Like I could sort of see a middle-aged man getting suckered into this stuff by a younger, attractive woman. But Brianna is grotesque and Frank has to be the laughingstock at whatever event he drags her out to.
 
Frank is so fascinating to me. Before he met Brianna, he probably had like half a million in the bank. Since then he's lost hundreds of thousands on that Rev60 along with all her surgeries. He has to do all the work on that failure of a game and failure of a political campaign that Brianna is too lazy to do.

Like I could sort of see a middle-aged man getting suckered into this stuff by a younger, attractive woman. But Brianna is grotesque and Frank has to be the laughingstock at whatever event he drags her out to.
He must really enjoy the idea of owning a ghoul, like a lifetime goal or something.
 
Well, let's do a little more back-of-the-envelope math here. Here are the best guesses I could find online for podcast ad pricing for someone good enough to be on a network but not any kind of star:
Short ad at the beginning ("pre-roll"): $18 per 1000 listeners (CPM)
Long ad in the middle ("mid-roll"): $25 CPM
Revenue split between the podcast company and the creator(s): 50/50

I checked the latest Rocket episode and they have one pre-roll and one mid-roll ad, so let's say the network is grossing $43 per 1000 listeners on that show. Disruption has just one sponsor which I'm going to assume is mid-roll, so let's say that's another $25 per 1000. Let's average that out to $34 per 1000 over all episodes of all shows in the year, for Relay.

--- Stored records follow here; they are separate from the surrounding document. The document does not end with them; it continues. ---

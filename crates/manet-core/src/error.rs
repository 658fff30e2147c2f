//! Error types for the MANET workspace

use thiserror::Error;

use crate::identity::NodeId;
use crate::packet::RequestId;

/// Errors related to node identity
#[derive(Debug, Error)]
pub enum IdentityError {
    #[error("Invalid node id format: {0}")]
    InvalidFormat(String),
}

/// Errors raised by the route discovery state machine
///
/// None of these halt a run. `NoRouteFound` is surfaced to the sending
/// application, the others are logged and the offending update is dropped.
#[derive(Debug, Clone, PartialEq, Eq, Error)]
pub enum RoutingError {
    #[error("No route found to {destination} after {attempts} attempts")]
    NoRouteFound { destination: NodeId, attempts: u32 },

    #[error("Duplicate route request {request_id} from {originator}")]
    DuplicateRequest {
        originator: NodeId,
        request_id: RequestId,
    },

    #[error("Stale sequence number for {destination}: offered {offered}, current {current}")]
    StaleSequenceNumber {
        destination: NodeId,
        offered: u32,
        current: u32,
    },

    #[error("Suspected wormhole on route to {destination} via {next_hop}")]
    SuspectedWormhole {
        destination: NodeId,
        next_hop: NodeId,
    },
}

/// Errors related to packet encoding
#[derive(Debug, Error)]
pub enum PacketError {
    #[error("Encoding failed: {0}")]
    Encoding(#[from] postcard::Error),
}
//! Network events
//!
//! Everything worth reporting about a run is recorded as a
//! [`NetworkEvent`] stamped with simulated time.

use std::time::Duration;

use serde::{Deserialize, Serialize};

use crate::detect::{DetectionVerdict, RouteKey};
use crate::identity::NodeId;
use crate::packet::{FlowKey, RequestId};
use crate::time::SimTime;

/// Events that occur in the network
#[derive(Debug, Clone, PartialEq, Serialize, Deserialize)]
pub enum NetworkEvent {
    /// An originator sent a route request
    DiscoveryStarted {
        originator: NodeId,
        destination: NodeId,
        request_id: RequestId,
        attempt: u32,
        at: SimTime,
    },

    /// An intermediate node re-broadcast a route request
    RequestForwarded {
        node: NodeId,
        originator: NodeId,
        request_id: RequestId,
        hop_count: u8,
        at: SimTime,
    },

    /// The destination answered a route request
    ReplySent {
        destination: NodeId,
        originator: NodeId,
        request_id: RequestId,
        next_hop: NodeId,
        at: SimTime,
    },

    /// An originator accepted a discovered route
    RouteInstalled {
        node: NodeId,
        destination: NodeId,
        next_hop: NodeId,
        hop_count: u8,
        at: SimTime,
    },

    /// An originator discarded a discovered route
    RouteRejected {
        node: NodeId,
        verdict: DetectionVerdict,
        at: SimTime,
    },

    /// A request/reply round trip completed
    RttMeasured {
        route: RouteKey,
        rtt: Duration,
        hops: u8,
        at: SimTime,
    },

    /// Discovery gave up after exhausting retries
    DiscoveryFailed {
        originator: NodeId,
        destination: NodeId,
        attempts: u32,
        at: SimTime,
    },

    /// A data packet reached its destination
    PacketDelivered {
        flow: FlowKey,
        sequence: u32,
        at: SimTime,
    },

    /// A packet was dropped
    PacketDropped {
        node: NodeId,
        reason: DropReason,
        at: SimTime,
    },

    /// A frame crossed the wormhole tunnel
    TunnelRelayed {
        from: NodeId,
        to: NodeId,
        kind: String,
        at: SimTime,
    },
}

impl NetworkEvent {
    /// Get the timestamp of this event
    pub fn at(&self) -> SimTime {
        match self {
            Self::DiscoveryStarted { at, .. } => *at,
            Self::RequestForwarded { at, .. } => *at,
            Self::ReplySent { at, .. } => *at,
            Self::RouteInstalled { at, .. } => *at,
            Self::RouteRejected { at, .. } => *at,
            Self::RttMeasured { at, .. } => *at,
            Self::DiscoveryFailed { at, .. } => *at,
            Self::PacketDelivered { at, .. } => *at,
            Self::PacketDropped { at, .. } => *at,
            Self::TunnelRelayed { at, .. } => *at,
        }
    }

    /// Create a packet dropped event
    pub fn packet_dropped(node: NodeId, reason: DropReason, at: SimTime) -> Self {
        Self::PacketDropped { node, reason, at }
    }
}

/// Reasons a packet might be dropped
#[derive(Debug, Clone, Copy, PartialEq, Eq, Hash, Serialize, Deserialize)]
pub enum DropReason {
    /// No valid route at a forwarding node
    NoRoute,
    /// Route discovery gave up
    DiscoveryFailed,
    /// Lost on the wireless channel
    ChannelLoss,
    /// Discovery queue full
    QueueFull,
    /// Could not be encoded for transmission
    Encoding,
}

impl std::fmt::Display for DropReason {
    fn fmt(&self, f: &mut std::fmt::Formatter<'_>) -> std::fmt::Result {
        match self {
            Self::NoRoute => write!(f, "No route available"),
            Self::DiscoveryFailed => write!(f, "Route discovery failed"),
            Self::ChannelLoss => write!(f, "Lost on channel"),
            Self::QueueFull => write!(f, "Queue full"),
            Self::Encoding => write!(f, "Encoding failed"),
        }
    }
}
//! JSONL and console logging for the wormhole MANET simulation
//!
//! # Features
//!
//! - **JSONL Output**: Structured JSON lines, one event per line (default)
//! - **Pretty Output**: Human-readable console output for development
//! - **Node Context**: Events logged inside a node's callback carry the node
//!   id and the run id as `node` span fields
//! - **File Output**: Single-file, daily or hourly rotation via tracing-appender
//!
//! # Quick Start
//!
//! ```ignore
//! use manet_logging::{ManetSubscriberBuilder, LogConfig};
//!
//! // JSONL to console
//! let _guard = ManetSubscriberBuilder::new().init()?;
//!
//! // Development mode with pretty human-readable output
//! let _guard = ManetSubscriberBuilder::new()
//!     .with_config(LogConfig::development())
//!     .init()?;
//! ```

pub mod config;
pub mod context;

pub use config::{ConsoleConfig, FileConfig, JsonlConfig, LogConfig, RotationStrategy};
pub use context::{NodeContextData, NodeContextGuard};
pub use tracing_appender::non_blocking::WorkerGuard;

use std::fs::{self, File};

use thiserror::Error;
use tracing::Subscriber;
use tracing_appender::non_blocking::NonBlocking;
use tracing_appender::rolling::{RollingFileAppender, Rotation};
use tracing_subscriber::fmt::MakeWriter;
use tracing_subscriber::fmt::format::{DefaultFields, Format, Full, Json, JsonFields};
use tracing_subscriber::registry::LookupSpan;
use tracing_subscriber::util::TryInitError;
use tracing_subscriber::{EnvFilter, Registry, layer::SubscriberExt, util::SubscriberInitExt};

/// Errors raised while installing the subscriber
#[derive(Debug, Error)]
pub enum LoggingError {
    #[error("Failed to open log output: {0}")]
    Io(#[from] std::io::Error),

    #[error("Failed to install subscriber: {0}")]
    Init(#[from] TryInitError),
}

/// Builder for configuring and initializing the logging subscriber
///
/// By default, console output uses JSONL format. Use
/// [`LogConfig::development()`] for human-readable pretty output.
pub struct ManetSubscriberBuilder {
    config: LogConfig,
}

impl ManetSubscriberBuilder {
    /// Create a new subscriber builder with default configuration
    pub fn new() -> Self {
        Self {
            config: LogConfig::default(),
        }
    }

    /// Use a specific configuration
    pub fn with_config(mut self, config: LogConfig) -> Self {
        self.config = config;
        self
    }

    /// Set the default log level
    pub fn with_level(mut self, level: impl Into<String>) -> Self {
        self.config.default_level = level.into();
        self
    }

    /// Enable or disable console output
    pub fn with_console(mut self, enabled: bool) -> Self {
        self.config.console.enabled = enabled;
        self
    }

    /// Switch console output between pretty and JSONL
    pub fn with_pretty_console(mut self, pretty: bool) -> Self {
        self.config.console.pretty = pretty;
        self
    }

    /// Configure file output
    pub fn with_file_output(mut self, config: FileConfig) -> Self {
        self.config.file = Some(config);
        self
    }

    pub fn config(&self) -> &LogConfig {
        &self.config
    }

    /// Install the subscriber globally
    ///
    /// The returned guard must be kept alive while file output is in use.
    pub fn init(self) -> Result<Option<WorkerGuard>, LoggingError> {
        let env_filter = EnvFilter::try_from_default_env()
            .unwrap_or_else(|_| EnvFilter::new(&self.config.default_level));

        let (file_sink, guard) = match &self.config.file {
            Some(file_config) => {
                let (writer, guard) = file_writer(file_config)?;
                (Some(writer), Some(guard))
            }
            None => (None, None),
        };

        let jsonl = &self.config.jsonl;
        let console = &self.config.console;

        let pretty_console = (console.enabled && console.pretty)
            .then(|| pretty_layer(console.ansi, std::io::stdout));
        let jsonl_console =
            (console.enabled && !console.pretty).then(|| jsonl_layer(jsonl, std::io::stdout));
        let file_layer = file_sink.map(|writer| jsonl_layer(jsonl, writer));

        Registry::default()
            .with(env_filter)
            .with(pretty_console)
            .with(jsonl_console)
            .with(file_layer)
            .try_init()?;

        Ok(guard)
    }
}

impl Default for ManetSubscriberBuilder {
    fn default() -> Self {
        Self::new()
    }
}

/// Human-readable layer; span fields print as `node{node=n1 run_id=..}`
pub fn pretty_layer<S, W>(
    ansi: bool,
    writer: W,
) -> tracing_subscriber::fmt::Layer<S, DefaultFields, Format<Full>, W>
where
    S: Subscriber + for<'a> LookupSpan<'a>,
    W: for<'w> MakeWriter<'w> + 'static,
{
    tracing_subscriber::fmt::layer()
        .with_ansi(ansi)
        .with_target(true)
        .with_writer(writer)
}

/// JSONL layer; the current span's fields land under `span`
pub fn jsonl_layer<S, W>(
    jsonl: &JsonlConfig,
    writer: W,
) -> tracing_subscriber::fmt::Layer<S, JsonFields, Format<Json>, W>
where
    S: Subscriber + for<'a> LookupSpan<'a>,
    W: for<'w> MakeWriter<'w> + 'static,
{
    tracing_subscriber::fmt::layer()
        .json()
        .with_current_span(jsonl.include_current_span)
        .with_span_list(jsonl.include_spans)
        .flatten_event(jsonl.flatten_events)
        .with_file(jsonl.include_location)
        .with_line_number(jsonl.include_location)
        .with_writer(writer)
}

/// Single files are truncated per run; rotating ones append
fn file_writer(file_config: &FileConfig) -> Result<(NonBlocking, WorkerGuard), LoggingError> {
    fs::create_dir_all(&file_config.directory)?;
    let writer = match file_config.rotation {
        RotationStrategy::Never => {
            let path = file_config
                .directory
                .join(format!("{}.log", file_config.prefix));
            tracing_appender::non_blocking(File::create(path)?)
        }
        RotationStrategy::Daily => tracing_appender::non_blocking(RollingFileAppender::new(
            Rotation::DAILY,
            &file_config.directory,
            &file_config.prefix,
        )),
        RotationStrategy::Hourly => tracing_appender::non_blocking(RollingFileAppender::new(
            Rotation::HOURLY,
            &file_config.directory,
            &file_config.prefix,
        )),
    };
    Ok(writer)
}

/// Initialize logging for testing (minimal output); ignores a subscriber
/// that is already installed
pub fn init_testing() {
    let _ = ManetSubscriberBuilder::new()
        .with_config(LogConfig::testing())
        .init();
}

Assuming John is on an equal footing with his 3 co-hosts, him getting ~12K means the total revenue going to the creators is about $48K, meaning the total ad revenue coming into Relay would be $96K. Divide out the $34 per 1000 listens, and you get about 2.8 million total listens in the year, for all episodes of all shows.

Rocket had 49 episodes in 2016, and Disruption had 37. So these 86 episodes had to have averaged about 32800 listeners, every time, for the numbers to work out. Now, someone should check my math on this, but that sounds like bullshit. Either the Wu Crew is getting an insanely good CPM via cronyism, or there's something else going on.
I would guess they just clustered all the 'other income' under the podcast. For instance: Wu definitely also Twitter-chilled for Nerf-guns as well, but that is nowhere to be found either.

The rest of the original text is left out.